The vehicle 100 includes a vehicle control unit (VCU) 118. The VCU 118 can control the operational state of the vehicle 100. In some implementations, the VCU 118 can be coupled to both the BMU 116 and the MCU board 110. For example, the VCU 118 can coordinate torque requests regarding the motor 102, such as based on a driver depressing an accelerator pedal. In response to a torque request from the VCU 118, the MCU 106 can apply voltage to stator windings of the motor 102 to generate current in the stator windings that, in turn, generates a magnetic field that rotates, and produces torque with, the motor 102's rotor.

The vehicle 100 includes a sensor 120 that can indicate a rotational position of the rotor in the motor 102. In some implementations, the sensor 120 can be mounted to a shaft of the rotor and can give angle measurements. Using these angle measurements, the MCU 106 can determine rotational speed of the motor 102. For example, in some implementations, the sensor 120 can include analog circuitry (e.g., a resolver) or digital circuitry (e.g., an encoder). In the approaches described herein, a rotational sensor, such as the sensor 120, can also be referred to as a resolver.

Using the approaches described herein, the MCU 106 of the vehicle 100 can perform a calibration process (e.g., using hardware, software, and/or firmware included in the MCU 106 and/or in other components of the vehicle 100) to determine an angular position sensing angle offset of the sensor 120. This determined angle offset can then be used by the MCU 106 (e.g., as an adjustment to angular position information received from the sensor 120) to accurately determine angular positions of the motor 102's for torque generation, etc. For instance, such adjusted angular position information can be used by the MCU 106 to decide when to apply current the motor 102's stator to generate torque in response to a torque command from the VCU 118.

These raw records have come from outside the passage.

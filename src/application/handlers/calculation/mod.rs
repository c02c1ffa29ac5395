//! Calculation command handler and presentation state.

mod calculate;
mod state;

pub use calculate::{CalculateCommand, CalculateHandler};
pub use state::CalculationState;
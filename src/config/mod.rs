//! Engine configuration module
//!
//! This module provides type-safe configuration loading from environment variables
//! using the `config` and `dotenvy` crates. Configuration is loaded with the
//! `MCDA_ENGINE` prefix and nested values use double underscores as separators.
//! An optional JSON or YAML file can supply the same keys; environment variables
//! override it.
//!
//! # Example
//!
//! ```no_run
//! use mcda_engine::config::EngineConfig;
//!
//! let config = EngineConfig::load().expect("Failed to load configuration");
//! config.validate().expect("Invalid configuration");
//!
//! println!("VIKOR v = {}", config.methods.vikor_v);
//! ```

mod error;
mod logging;

pub use error::{ConfigError, ValidationError};
pub use logging::LoggingConfig;

use serde::Deserialize;
use std::path::Path;

use crate::domain::calculation::{CalculationError, EngineRegistry, MethodOptions};

const ENV_PREFIX: &str = "MCDA_ENGINE";

/// Root engine configuration
#[derive(Debug, Clone, Default, Deserialize)]
pub struct EngineConfig {
    /// Log filter and output format
    #[serde(default)]
    pub logging: LoggingConfig,

    /// Parameters of the tunable methods
    #[serde(default)]
    pub methods: MethodOptions,
}

impl EngineConfig {
    /// Load configuration from environment variables
    ///
    /// This function:
    /// 1. Loads `.env` file if present (for development)
    /// 2. Reads environment variables with `MCDA_ENGINE` prefix
    /// 3. Uses `__` (double underscore) to separate nested values
    /// 4. Deserializes into typed configuration structs
    ///
    /// # Environment Variable Format
    ///
    /// - `MCDA_ENGINE__LOGGING__LEVEL=debug` -> `logging.level = "debug"`
    /// - `MCDA_ENGINE__METHODS__VIKOR_V=0.3` -> `methods.vikor_v = 0.3`
    ///
    /// # Errors
    ///
    /// Returns `ConfigError` if values cannot be parsed into expected types.
    pub fn load() -> Result<Self, ConfigError> {
        Self::load_from(None)
    }

    /// Load configuration from a file, then apply environment overrides.
    ///
    /// The file format follows its extension (`.json`, `.yaml`, `.yml`, `.toml`).
    pub fn load_with_file(path: &Path) -> Result<Self, ConfigError> {
        Self::load_from(Some(path))
    }

    fn load_from(path: Option<&Path>) -> Result<Self, ConfigError> {
        // Load .env file if present (development)
        dotenvy::dotenv().ok();

        let mut builder = config::Config::builder();
        if let Some(path) = path {
            builder = builder.add_source(config::File::from(path).required(true));
        }

        let config = builder
            .add_source(
                config::Environment::with_prefix(ENV_PREFIX)
                    .separator("__")
                    .try_parsing(true),
            )
            .build()?
            .try_deserialize()?;

        Ok(config)
    }

    /// Validate all configuration values
    ///
    /// Checks the log filter and builds every engine once, so an out-of-range
    /// method parameter is reported before any calculation runs.
    ///
    /// # Errors
    ///
    /// Returns `ValidationError` if any configuration value is invalid.
    pub fn validate(&self) -> Result<(), ValidationError> {
        self.logging.validate()?;
        self.registry()?;
        Ok(())
    }

    /// Build the engine registry described by `methods`.
    pub fn registry(&self) -> Result<EngineRegistry, ValidationError> {
        EngineRegistry::new(&self.methods).map_err(|err| match err {
            CalculationError::InvalidParameter { name, reason } => {
                ValidationError::InvalidMethodOption { name, reason }
            }
            other => ValidationError::InvalidMethodOption {
                name: "methods".to_string(),
                reason: other.to_string(),
            },
        })
    }
}

#[cfg(test)]
mod tests {
    use super::*;
    use crate::domain::calculation::methods::{PreferenceFunction, WpNormalization};
    use std::env;
    use std::io::Write;
    use std::sync::Mutex;

    // Mutex to ensure tests don't run in parallel (env vars are global)
    static ENV_MUTEX: Mutex<()> = Mutex::new(());

    const VARS: [&str; 6] = [
        "MCDA_ENGINE__LOGGING__LEVEL",
        "MCDA_ENGINE__LOGGING__JSON",
        "MCDA_ENGINE__METHODS__VIKOR_V",
        "MCDA_ENGINE__METHODS__WP_NORMALIZATION",
        "MCDA_ENGINE__METHODS__PROMETHEE_PREFERENCE__KIND",
        "MCDA_ENGINE__METHODS__PROMETHEE_PREFERENCE__P",
    ];

    /// Helper to clear environment variables after testing
    fn clear_env() {
        for var in VARS {
            env::remove_var(var);
        }
    }

    #[test]
    fn test_load_defaults() {
        let _guard = ENV_MUTEX.lock().unwrap();
        clear_env();
        let result = EngineConfig::load();

        assert!(result.is_ok(), "Failed to load config: {:?}", result.err());
        let config = result.unwrap();
        assert_eq!(config.logging, LoggingConfig::default());
        assert_eq!(config.methods, MethodOptions::default());
        assert!(config.validate().is_ok());
    }

    #[test]
    fn test_load_from_environment() {
        let _guard = ENV_MUTEX.lock().unwrap();
        env::set_var("MCDA_ENGINE__LOGGING__LEVEL", "warn");
        env::set_var("MCDA_ENGINE__LOGGING__JSON", "true");
        env::set_var("MCDA_ENGINE__METHODS__VIKOR_V", "0.3");
        env::set_var("MCDA_ENGINE__METHODS__WP_NORMALIZATION", "vector");
        let result = EngineConfig::load();
        clear_env();

        let config = result.unwrap();
        assert_eq!(config.logging.level, "warn");
        assert!(config.logging.json);
        assert_eq!(config.methods.vikor_v, 0.3);
        assert_eq!(config.methods.wp_normalization, WpNormalization::Vector);
    }

    #[test]
    fn test_preference_function_from_environment() {
        let _guard = ENV_MUTEX.lock().unwrap();
        env::set_var("MCDA_ENGINE__METHODS__PROMETHEE_PREFERENCE__KIND", "linear");
        env::set_var("MCDA_ENGINE__METHODS__PROMETHEE_PREFERENCE__P", "0.25");
        let result = EngineConfig::load();
        clear_env();

        let config = result.unwrap();
        assert_eq!(
            config.methods.promethee_preference,
            PreferenceFunction::Linear { p: 0.25 }
        );
    }

    #[test]
    fn test_validate_rejects_out_of_range_v() {
        let _guard = ENV_MUTEX.lock().unwrap();
        env::set_var("MCDA_ENGINE__METHODS__VIKOR_V", "1.5");
        let result = EngineConfig::load();
        clear_env();

        let config = result.unwrap();
        assert!(matches!(
            config.validate(),
            Err(ValidationError::InvalidMethodOption { ref name, .. }) if name == "vikor_v"
        ));
    }

    #[test]
    fn test_load_with_yaml_file() {
        let _guard = ENV_MUTEX.lock().unwrap();
        clear_env();

        let mut file = tempfile::Builder::new().suffix(".yaml").tempfile().unwrap();
        writeln!(
            file,
            "methods:\n  ahp_pairwise:\n    - [1.0, 3.0]\n    - [0.3333333333, 1.0]\n  electre_thresholds:\n    concordance: 0.6"
        )
        .unwrap();

        let config = EngineConfig::load_with_file(file.path()).unwrap();
        assert_eq!(config.methods.ahp_pairwise.as_ref().map(|m| m.len()), Some(2));
        assert_eq!(config.methods.electre_thresholds.concordance, Some(0.6));
        assert!(config.validate().is_ok());
    }

    #[test]
    fn test_environment_overrides_file() {
        let _guard = ENV_MUTEX.lock().unwrap();
        let mut file = tempfile::Builder::new().suffix(".json").tempfile().unwrap();
        write!(file, r#"{{"methods": {{"vikor_v": 0.2}}}}"#).unwrap();

        env::set_var("MCDA_ENGINE__METHODS__VIKOR_V", "0.8");
        let result = EngineConfig::load_with_file(file.path());
        clear_env();

        assert_eq!(result.unwrap().methods.vikor_v, 0.8);
    }

    #[test]
    fn test_missing_file_is_an_error() {
        let _guard = ENV_MUTEX.lock().unwrap();
        let result = EngineConfig::load_with_file(Path::new("/nonexistent/mcda.yaml"));
        assert!(matches!(result, Err(ConfigError::LoadError(_))));
    }

    #[test]
    fn test_registry_serves_all_methods() {
        let registry = EngineConfig::default().registry().unwrap();
        assert_eq!(registry.methods().len(), 8);
    }
}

FIG. 2 schematically shows a cross-sectional view of an example permanent magnet synchronous motor (PMSM) 200 that can be included in the vehicle 100 in FIG. 1. For instance, the PMSM 200 can implement the motor 102, and the sensor 120 can be used for sensing an angular position of a rotor 202 of the PMSM 200. Accordingly, for purposes of illustration, the PMSM 200 of FIG. 2 will be described with further reference to FIG. 1. Though the sensor 120 is not specifically shown in FIG. 2, a sensing angle offset Θ of the sensor (resolver) 120, in this example, is shown in FIG. 2.

The rotor 202 of the PMSM 200 is enclosed within a stator 204 and, as shown in this view, the rotor 202 is angularly positioned such that a magnetic axis of the rotor 202 is aligned with a zero-degree reference of the motor 200, or the stator 204, where the stator 204 remains in a fixed position relative to rotation of the rotor 202 during operation of the PMSM 200. The PMSM 200 includes magnetic poles 206a (e.g., a north pole) and 206b (e.g., a south pole) within the rotor 202, where the magnetic poles 206a and 206b define the magnetic axis of the rotor 202, which can also be referred to as a direct-axis (d-axis) 208a. As noted above, in the view shown in FIG. 2, the d-axis 208a (e.g., magnetic axis of the rotor 202) is arranged such that it is aligned with the zero-degree reference of the PMSM 200.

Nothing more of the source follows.